» **TASK DIRECTIONS**: Exactly as written, transcribe each record below.

---------- DATA EXTRACT

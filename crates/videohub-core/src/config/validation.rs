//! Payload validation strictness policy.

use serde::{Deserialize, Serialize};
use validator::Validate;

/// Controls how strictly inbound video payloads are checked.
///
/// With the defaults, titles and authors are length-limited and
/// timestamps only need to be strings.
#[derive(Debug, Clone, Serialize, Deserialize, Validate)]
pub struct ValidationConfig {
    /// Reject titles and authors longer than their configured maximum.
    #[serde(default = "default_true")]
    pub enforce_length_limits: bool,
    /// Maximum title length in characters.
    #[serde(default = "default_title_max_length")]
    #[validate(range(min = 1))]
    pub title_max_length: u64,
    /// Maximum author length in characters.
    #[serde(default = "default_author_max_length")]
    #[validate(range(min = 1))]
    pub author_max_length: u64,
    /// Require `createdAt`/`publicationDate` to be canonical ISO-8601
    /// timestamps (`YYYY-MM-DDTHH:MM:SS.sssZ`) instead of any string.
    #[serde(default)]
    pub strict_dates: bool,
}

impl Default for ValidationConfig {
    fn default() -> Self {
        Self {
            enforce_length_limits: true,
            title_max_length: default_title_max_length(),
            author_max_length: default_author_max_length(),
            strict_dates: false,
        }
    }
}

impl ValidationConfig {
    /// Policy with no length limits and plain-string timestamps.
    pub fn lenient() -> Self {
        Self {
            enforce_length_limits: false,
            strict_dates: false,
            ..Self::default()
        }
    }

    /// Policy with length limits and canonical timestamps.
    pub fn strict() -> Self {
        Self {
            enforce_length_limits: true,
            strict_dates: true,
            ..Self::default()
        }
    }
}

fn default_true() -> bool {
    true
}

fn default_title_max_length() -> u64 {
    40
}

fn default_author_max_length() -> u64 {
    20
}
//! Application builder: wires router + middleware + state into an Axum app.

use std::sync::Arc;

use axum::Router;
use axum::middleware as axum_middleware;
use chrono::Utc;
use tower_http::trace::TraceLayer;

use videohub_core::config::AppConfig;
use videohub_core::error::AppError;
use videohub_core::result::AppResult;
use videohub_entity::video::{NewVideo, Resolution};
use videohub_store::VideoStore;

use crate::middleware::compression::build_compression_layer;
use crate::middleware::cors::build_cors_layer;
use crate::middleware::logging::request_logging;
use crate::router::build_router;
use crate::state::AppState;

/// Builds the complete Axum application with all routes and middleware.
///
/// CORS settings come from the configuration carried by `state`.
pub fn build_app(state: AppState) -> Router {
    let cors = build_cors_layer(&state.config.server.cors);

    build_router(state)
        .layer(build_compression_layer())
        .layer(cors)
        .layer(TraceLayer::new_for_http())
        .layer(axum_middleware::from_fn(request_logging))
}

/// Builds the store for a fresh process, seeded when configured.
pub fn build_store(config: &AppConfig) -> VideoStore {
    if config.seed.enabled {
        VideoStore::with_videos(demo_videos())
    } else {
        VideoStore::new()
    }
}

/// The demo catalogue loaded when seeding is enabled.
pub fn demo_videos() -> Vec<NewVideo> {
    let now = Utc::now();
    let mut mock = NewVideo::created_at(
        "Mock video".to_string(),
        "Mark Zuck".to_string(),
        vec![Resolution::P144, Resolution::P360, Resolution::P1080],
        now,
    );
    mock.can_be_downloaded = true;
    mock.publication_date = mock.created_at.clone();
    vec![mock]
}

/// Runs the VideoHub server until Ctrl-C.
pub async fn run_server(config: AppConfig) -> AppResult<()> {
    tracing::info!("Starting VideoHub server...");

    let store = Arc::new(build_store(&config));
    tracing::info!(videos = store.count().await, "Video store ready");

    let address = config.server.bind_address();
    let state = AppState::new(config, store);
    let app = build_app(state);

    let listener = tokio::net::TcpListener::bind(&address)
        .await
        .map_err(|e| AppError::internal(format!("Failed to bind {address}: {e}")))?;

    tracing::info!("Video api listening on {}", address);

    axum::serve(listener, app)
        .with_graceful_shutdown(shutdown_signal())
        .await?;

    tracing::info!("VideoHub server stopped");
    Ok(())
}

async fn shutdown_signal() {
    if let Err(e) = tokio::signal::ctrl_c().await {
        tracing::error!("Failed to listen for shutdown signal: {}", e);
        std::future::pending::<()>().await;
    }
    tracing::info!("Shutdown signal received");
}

--------------------

» **SOLUTION TO THE PROBLEM**:
filename crates/videohub-core/src/config/validation.rs
//! Payload validation strictness policy.

use serde::{Deserialize, Serialize};
use validator::Validate;

/// Controls how strictly inbound video payloads are checked.
///
/// With the defaults, titles and authors are length-limited and
/// timestamps only need to be strings.
#[derive(Debug, Clone, Serialize, Deserialize, Validate)]
pub struct ValidationConfig {
    /// Reject titles and authors longer than their configured maximum.
    #[serde(default = "default_true")]
    pub enforce_length_limits: bool,
    /// Maximum title length in characters.
    #[serde(default = "default_title_max_length")]
    #[validate(range(min = 1))]
    pub title_max_length: u64,
    /// Maximum author length in characters.
    #[serde(default = "default_author_max_length")]
    #[validate(range(min = 1))]
    pub author_max_length: u64,
    /// Require `createdAt`/`publicationDate` to be canonical ISO-8601
    /// timestamps (`YYYY-MM-DDTHH:MM:SS.sssZ`) instead of any string.
    #[serde(default)]
    pub strict_dates: bool,
}

impl Default for ValidationConfig {
    fn default() -> Self {
        Self {
            enforce_length_limits: true,
            title_max_length: default_title_max_length(),
            author_max_length: default_author_max_length(),
            strict_dates: false,
        }
    }
}

impl ValidationConfig {
    /// Policy with no length limits and plain-string timestamps.
    pub fn lenient() -> Self {
        Self {
            enforce_length_limits: false,
            strict_dates: false,
            ..Self::default()
        }
    }

    /// Policy with length limits and canonical timestamps.
    pub fn strict() -> Self {
        Self {
            enforce_length_limits: true,
            strict_dates: true,
            ..Self::default()
        }
    }
}

fn default_true() -> bool {
    true
}

fn default_title_max_length() -> u64 {
    40
}

fn default_author_max_length() -> u64 {
    20
}
//! Application builder: wires router + middleware + state into an Axum app.

use std::sync::Arc;

use axum::Router;
use axum::middleware as axum_middleware;
use chrono::Utc;
use tower_http::trace::TraceLayer;

use videohub_core::config::AppConfig;
use videohub_core::error::AppError;
use videohub_core::result::AppResult;
use videohub_entity::video::{NewVideo, Resolution};
use videohub_store::VideoStore;

use crate::middleware::compression::build_compression_layer;
use crate::middleware::cors::build_cors_layer;
use crate::middleware::logging::request_logging;
use crate::router::build_router;
use crate::state::AppState;

/// Builds the complete Axum application with all routes and middleware.
///
/// CORS settings come from the configuration carried by `state`.
pub fn build_app(state: AppState) -> Router {
    let cors = build_cors_layer(&state.config.server.cors);

    build_router(state)
        .layer(build_compression_layer())
        .layer(cors)
        .layer(TraceLayer::new_for_http())
        .layer(axum_middleware::from_fn(request_logging))
}

/// Builds the store for a fresh process, seeded when configured.
pub fn build_store(config: &AppConfig) -> VideoStore {
    if config.seed.enabled {
        VideoStore::with_videos(demo_videos())
    } else {
        VideoStore::new()
    }
}

/// The demo catalogue loaded when seeding is enabled.
pub fn demo_videos() -> Vec<NewVideo> {
    let now = Utc::now();
    let mut mock = NewVideo::created_at(
        "Mock video".to_string(),
        "Mark Zuck".to_string(),
        vec![Resolution::P144, Resolution::P360, Resolution::P1080],
        now,
    );
    mock.can_be_downloaded = true;
    mock.publication_date = mock.created_at.clone();
    vec![mock]
}

/// Runs the VideoHub server until Ctrl-C.
pub async fn run_server(config: AppConfig) -> AppResult<()> {
    tracing::info!("Starting VideoHub server...");

    let store = Arc::new(build_store(&config));
    tracing::info!(videos = store.count().await, "Video store ready");

    let address = config.server.bind_address();
    let state = AppState::new(config, store);
    let app = build_app(state);

    let listener = tokio::net::TcpListener::bind(&address)
        .await
        .map_err(|e| AppError::internal(format!("Failed to bind {address}: {e}")))?;

    tracing::info!("Video api listening on {}", address);

    axum::serve(listener, app)
        .with_graceful_shutdown(shutdown_signal())
        .await?;

    tracing::info!("VideoHub server stopped");
    Ok(())
}

async fn shutdown_signal() {
    if let Err(e) = tokio::signal::ctrl_c().await {
        tracing::error!("Failed to listen for shutdown signal: {}", e);
        std::future::pending::<()>().await;
    }
    tracing::info!("Shutdown signal received");
}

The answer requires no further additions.